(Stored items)
▬▬▬▬▬▬▬▬▬▬

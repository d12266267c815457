//! Control-channel messages

use serde::{Deserialize, Serialize};

use crate::{NONCE_LEN, PeerId, TransferId};

/// File metadata exchanged during negotiation.
///
/// Never leaves the host in the clear: the orchestrator seals it under the
/// session key before it is placed into [`ControlMessage::Manifest`].
#[derive(Debug, Clone, PartialEq, Eq, Serialize, Deserialize)]
pub struct FileManifest {
    /// Original file name
    pub name: String,
    /// Total plaintext size in bytes
    pub size: u64,
    /// Optional MIME-type hint
    pub mime: Option<String>,
    /// Number of chunks the sender will produce
    pub total_chunks: u32,
    /// Keyed hash of the whole plaintext, in chunk-index order
    pub file_hash: [u8; 32],
}

impl FileManifest {
    /// Serialize to bytes (for sealing)
    pub fn to_bytes(&self) -> Result<Vec<u8>, bincode::Error> {
        bincode::serialize(self)
    }

    /// Deserialize from bytes (after opening)
    pub fn from_bytes(data: &[u8]) -> Result<Self, bincode::Error> {
        bincode::deserialize(data)
    }
}

/// Messages exchanged on channel 0.
///
/// Everything before `KeyAnswer` is public key material; everything that
/// could identify the file travels sealed.
#[derive(Debug, Clone, Serialize, Deserialize)]
pub enum ControlMessage {
    /// Sender opens the exchange with its public keys
    KeyOffer {
        transfer_id: TransferId,
        peer_id: PeerId,
        protocol_version: u32,
        #[serde(with = "serde_bytes")]
        kem_public: Vec<u8>,
        ec_public: [u8; 32],
    },
    /// Receiver answers with the hybrid ciphertext (KEM-ct ‖ EC-pk)
    KeyAnswer {
        transfer_id: TransferId,
        #[serde(with = "serde_bytes")]
        ciphertext: Vec<u8>,
    },
    /// Sealed [`FileManifest`]
    Manifest {
        transfer_id: TransferId,
        nonce: [u8; NONCE_LEN],
        #[serde(with = "serde_bytes")]
        sealed: Vec<u8>,
    },
    /// Receiver accepted the offer and will open `data_channels` channels
    Accept {
        transfer_id: TransferId,
        data_channels: u8,
    },
    /// Receiver declined the offer
    Reject {
        transfer_id: TransferId,
        reason: String,
    },
    /// Sender is abandoning the direct path for a relay circuit. Sent as
    /// a farewell on the old control channel when that still works, and
    /// as the greeting on the new one; `data_channels` proposes the
    /// channel count for the relayed leg.
    Reconnect {
        transfer_id: TransferId,
        data_channels: u8,
    },
    /// Periodic receive-side progress, feeds the sender's adaptive control
    Feedback {
        transfer_id: TransferId,
        chunks_received: u32,
        highest_index: u32,
        bytes_received: u64,
    },
    /// Sender dispatched its final chunk
    SendDone {
        transfer_id: TransferId,
        chunks_sent: u32,
    },
    /// Receiver finished verification
    VerifyResult { transfer_id: TransferId, ok: bool },
    /// Either side tears the transfer down
    Cancel {
        transfer_id: TransferId,
        reason: String,
    },
    /// Ping for latency measurement
    Ping { seq: u64, timestamp_us: u64 },
    /// Pong response
    Pong { seq: u64, ping_timestamp_us: u64 },
}

impl ControlMessage {
    /// Serialize to bytes
    pub fn to_bytes(&self) -> Result<Vec<u8>, bincode::Error> {
        bincode::serialize(self)
    }

    /// Deserialize from bytes
    pub fn from_bytes(data: &[u8]) -> Result<Self, bincode::Error> {
        bincode::deserialize(data)
    }
}

mod serde_bytes {
    use serde::{Deserializer, Serializer};

    pub fn serialize<S>(bytes: &[u8], serializer: S) -> Result<S::Ok, S::Error>
    where
        S: Serializer,
    {
        serializer.serialize_bytes(bytes)
    }

    pub fn deserialize<'de, D>(deserializer: D) -> Result<Vec<u8>, D::Error>
    where
        D: Deserializer<'de>,
    {
        serde::Deserialize::deserialize(deserializer)
    }
}
use crate::backend::{PeerChannel, PeerLink, RelayIncoming};
use crate::benchmark::TransferReport;
use crate::config::EngineConfig;
use crate::error::{TransferError, TransferResult};
use crate::events::TransferEvent;
use crate::session::{ControlChannel, SessionCore};

/// A decrypted, verified file with the numbers behind it
#[derive(Debug)]
pub struct ReceivedFile {
    pub manifest: FileManifest,
    pub data: Vec<u8>,
    pub report: TransferReport,
}

/// An offered transfer waiting for a local decision
pub struct PendingTransfer {
    core: Arc<SessionCore>,
    config: EngineConfig,
    control: ControlChannel,
    link: PeerLink,
    cipher: Arc<ChunkCipher>,
    keys: SessionKeys,
    manifest: FileManifest,
    peer: PeerId,
    relay: Option<RelayIncoming>,
    events: mpsc::UnboundedReceiver<TransferEvent>,
    cancel: CancelHandle,
}

impl std::fmt::Debug for PendingTransfer {
    fn fmt(&self, f: &mut std::fmt::Formatter<'_>) -> std::fmt::Result {
        f.debug_struct("PendingTransfer")
            .field("id", &self.core.id)
            .field("peer", &self.peer)
            .field("manifest", &self.manifest)
            .finish_non_exhaustive()
    }
}

impl PendingTransfer {
    pub fn id(&self) -> TransferId {
        self.core.id
    }

    pub fn peer(&self) -> PeerId {
        self.peer
    }

    /// The manifest the sender sealed for this transfer. Its name comes
    /// from the peer; treat it as untrusted input when placing the file.
    pub fn manifest(&self) -> &FileManifest {
        &self.manifest
    }

    /// Take the transfer; the returned handle streams it to completion
    pub fn accept(self) -> InboundTransfer {
        let Self {
            core,
            config,
            control,
            link,
            cipher,
            keys,
            manifest,
            peer: _,
            relay,
            events,
            cancel,
        } = self;
        let id = core.id;
        let task = tokio::spawn(run_receiver(
            core, config, control, link, cipher, keys, manifest, relay,
        ));
        InboundTransfer {
            id,
            events,
            cancel,
            task,
        }
    }

    /// Decline the offer, telling the sender why
    pub async fn reject(mut self, reason: &str) -> TransferResult<()> {
        info!(transfer = %self.core.id, reason, "rejecting transfer");
        let _ = self
            .control
            .send(&ControlMessage::Reject {
                transfer_id: self.core.id,
                reason: reason.to_string(),
            })
            .await;
        self.control.close().await;
        self.core.fail(&TransferError::Cancelled);
        Ok(())
    }
}

/// Handle to a running inbound transfer
pub struct InboundTransfer {
    id: TransferId,
    events: mpsc::UnboundedReceiver<TransferEvent>,
    cancel: CancelHandle,
    task: JoinHandle<TransferResult<ReceivedFile>>,
}

impl InboundTransfer {
    pub fn id(&self) -> TransferId {
        self.id
    }

    /// Ask the transfer to stop; the sender is told and the partial
    /// assembly is dropped
    pub fn cancel(&self) {
        self.cancel.cancel();
    }

    /// Next progress event; `None` once the driver has finished
    pub async fn next_event(&mut self) -> Option<TransferEvent> {
        self.events.recv().await
    }

    /// Wait for the verified file
    pub async fn finish(self) -> TransferResult<ReceivedFile> {
        match self.task.await {
            Ok(result) => result,
            Err(_) => Err(TransferError::Resource(
                "receiver task failed".to_string(),
            )),
        }
    }
}

/// Run the handshake far enough to put a decision in front of the
/// caller: exchange keys, open the manifest, enforce the local caps
pub(crate) async fn accept_handshake(
    config: EngineConfig,
    mut link: PeerLink,
    relay: Option<RelayIncoming>,
) -> TransferResult<PendingTransfer> {
    let mut control = ControlChannel::new(link.accept_channel().await?);
    let offer = control
        .recv_timeout(config.handshake_timeout, "key offer")
        .await?;
    let ControlMessage::KeyOffer {
        transfer_id,
        peer_id,
        protocol_version,
        kem_public,
        ec_public,
    } = offer
    else {
        return Err(ProtocolError::UnexpectedMessage("key offer").into());
    };
    if protocol_version != PROTOCOL_VERSION {
        let _ = control
            .send(&ControlMessage::Reject {
                transfer_id,
                reason: format!("unsupported protocol version {protocol_version}"),
            })
            .await;
        return Err(ProtocolError::VersionMismatch {
            expected: PROTOCOL_VERSION,
            actual: protocol_version,
        }
        .into());
    }

    let (cancel_handle, cancel) = cancel_pair();
    let (events_tx, events) = mpsc::unbounded_channel();
    let core = SessionCore::new(transfer_id, config.adaptive.clone(), cancel, events_tx);
    core.transition(TransferState::KeyExchange)?;

    let (ciphertext, secret) = encapsulate(&kem_public, &ec_public)?;
    control
        .send(&ControlMessage::KeyAnswer {
            transfer_id,
            ciphertext: ciphertext.to_bytes(),
        })
        .await?;
    let keys = SessionKeys::derive(&secret)?;
    let cipher = Arc::new(ChunkCipher::new(&keys)?);
    core.transition(TransferState::Negotiating)?;

    let message = control
        .recv_timeout(config.handshake_timeout, "manifest")
        .await?;
    let ControlMessage::Manifest {
        transfer_id: manifest_id,
        nonce,
        sealed,
    } = message
    else {
        return Err(ProtocolError::UnexpectedMessage("manifest").into());
    };
    if manifest_id != transfer_id {
        return Err(ProtocolError::UnexpectedMessage("manifest").into());
    }
    let manifest = cipher.open_manifest(&sealed, nonce)?;

    if manifest.total_chunks == 0 || manifest.size == 0 {
        let _ = control
            .send(&ControlMessage::Reject {
                transfer_id,
                reason: "empty transfer".to_string(),
            })
            .await;
        return Err(CryptoError::EmptyPlaintext.into());
    }
    if manifest.size > config.max_file_size {
        let reason = format!(
            "file of {} bytes exceeds the {} byte cap",
            manifest.size, config.max_file_size
        );
        let _ = control
            .send(&ControlMessage::Reject {
                transfer_id,
                reason: reason.clone(),
            })
            .await;
        return Err(TransferError::Resource(reason));
    }

    info!(
        transfer = %transfer_id,
        peer = %peer_id,
        name = %manifest.name,
        size = manifest.size,
        total_chunks = manifest.total_chunks,
        "transfer offered"
    );
    Ok(PendingTransfer {
        core,
        config,
        control,
        link,
        cipher,
        keys,
        manifest,
        peer: peer_id,
        relay,
        events,
        cancel: cancel_handle,
    })
}

#[allow(clippy::too_many_arguments)]
async fn run_receiver(
    core: Arc<SessionCore>,
    config: EngineConfig,
    control: ControlChannel,
    link: PeerLink,
    cipher: Arc<ChunkCipher>,
    keys: SessionKeys,
    manifest: FileManifest,
    relay: Option<RelayIncoming>,
) -> TransferResult<ReceivedFile> {
    let result = drive(
        core.clone(),
        config,
        control,
        link,
        cipher,
        keys,
        manifest,
        relay,
    )
    .await;
    if let Err(err) = &result {
        core.fail(err);
    }
    result
}

/// What ended a streaming leg, short of an error
enum LegEnd {
    Complete(Vec<u8>),
    /// The sender announced a relayed restart
    Switch,
}

#[allow(clippy::too_many_arguments)]
async fn drive(
    core: Arc<SessionCore>,
    config: EngineConfig,
    mut control: ControlChannel,
    mut link: PeerLink,
    cipher: Arc<ChunkCipher>,
    keys: SessionKeys,
    manifest: FileManifest,
    mut relay: Option<RelayIncoming>,
) -> TransferResult<ReceivedFile> {
    let granted = config.data_channels.clamp(1, MAX_DATA_CHANNELS as u8);
    control
        .send(&ControlMessage::Accept {
            transfer_id: core.id,
            data_channels: granted,
        })
        .await?;

    let mut fallback_used = false;
    let mut _session_guard: Option<TargetSession> = None;
    let mut pending_leg: Option<Vec<PeerChannel>> = None;

    let bytes = loop {
        let channels = match pending_leg.take() {
            Some(channels) => Ok(channels),
            None => accept_data_channels(&mut link, granted as usize, &config).await,
        };
        let outcome = match channels {
            Ok(channels) => {
                receive_leg(&core, &config, &mut control, channels, &cipher, &manifest).await
            }
            Err(err) => Err(err),
        };
        // A leg ends three ways short of completion: the sender announced
        // a relayed restart, the path died under us, or the session
        // itself is unsound. Only the first two continue, and only once.
        let reason = match outcome {
            Ok(LegEnd::Complete(bytes)) => break bytes,
            Ok(LegEnd::Switch) => None,
            Err(err) if err.is_path_failure() => Some(err),
            Err(err) => return Err(err),
        };
        let switch_dead_end = || {
            TransferError::from(TransportError::ConnectionClosed(
                "path switch without a usable relay".to_string(),
            ))
        };
        let Some(incoming) = relay.as_mut() else {
            return Err(reason.unwrap_or_else(switch_dead_end));
        };
        if fallback_used {
            return Err(reason.unwrap_or_else(switch_dead_end));
        }
        fallback_used = true;
        match &reason {
            Some(err) => warn!(
                transfer = %core.id,
                error = %err,
                "direct path failed, waiting for relayed session"
            ),
            None => info!(transfer = %core.id, "sender announced a path switch"),
        }
        let (new_control, channels, session) =
            accept_relay_leg(&core, &config, incoming, granted).await?;
        control = new_control;
        pending_leg = Some(channels);
        _session_guard = Some(session);
    };

    core.transition(TransferState::Verifying)?;
    let ok = bytes.len() as u64 == manifest.size && {
        let mut hasher = FileHasher::new(&keys);
        hasher.update(&bytes);
        hasher.finalize() == manifest.file_hash
    };
    control
        .send(&ControlMessage::VerifyResult {
            transfer_id: core.id,
            ok,
        })
        .await?;
    if !ok {
        return Err(CryptoError::ContentHashMismatch.into());
    }

    core.transition(TransferState::Complete)?;
    let report = core.finish_report();
    core.emit(TransferEvent::Completed(report.clone()));
    info!(
        transfer = %core.id,
        bytes = report.bytes_moved,
        relay = report.relay_used,
        "file received and verified"
    );
    control.close().await;
    link.close("transfer complete");
    Ok(ReceivedFile {
        manifest,
        data: bytes,
        report,
    })
}

async fn accept_data_channels(
    link: &mut PeerLink,
    count: usize,
    config: &EngineConfig,
) -> TransferResult<Vec<PeerChannel>> {
    let mut channels = Vec::with_capacity(count);
    for _ in 0..count {
        let channel = tokio::time::timeout(config.handshake_timeout, link.accept_channel())
            .await
            .map_err(|_| TransferError::Timeout("data channels"))??;
        channels.push(channel);
    }
    Ok(channels)
}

▬▬▬▬▬▬▬▬▬▬

Of all the lines above, count the ones that include the string "Pong" and give the number alone.

2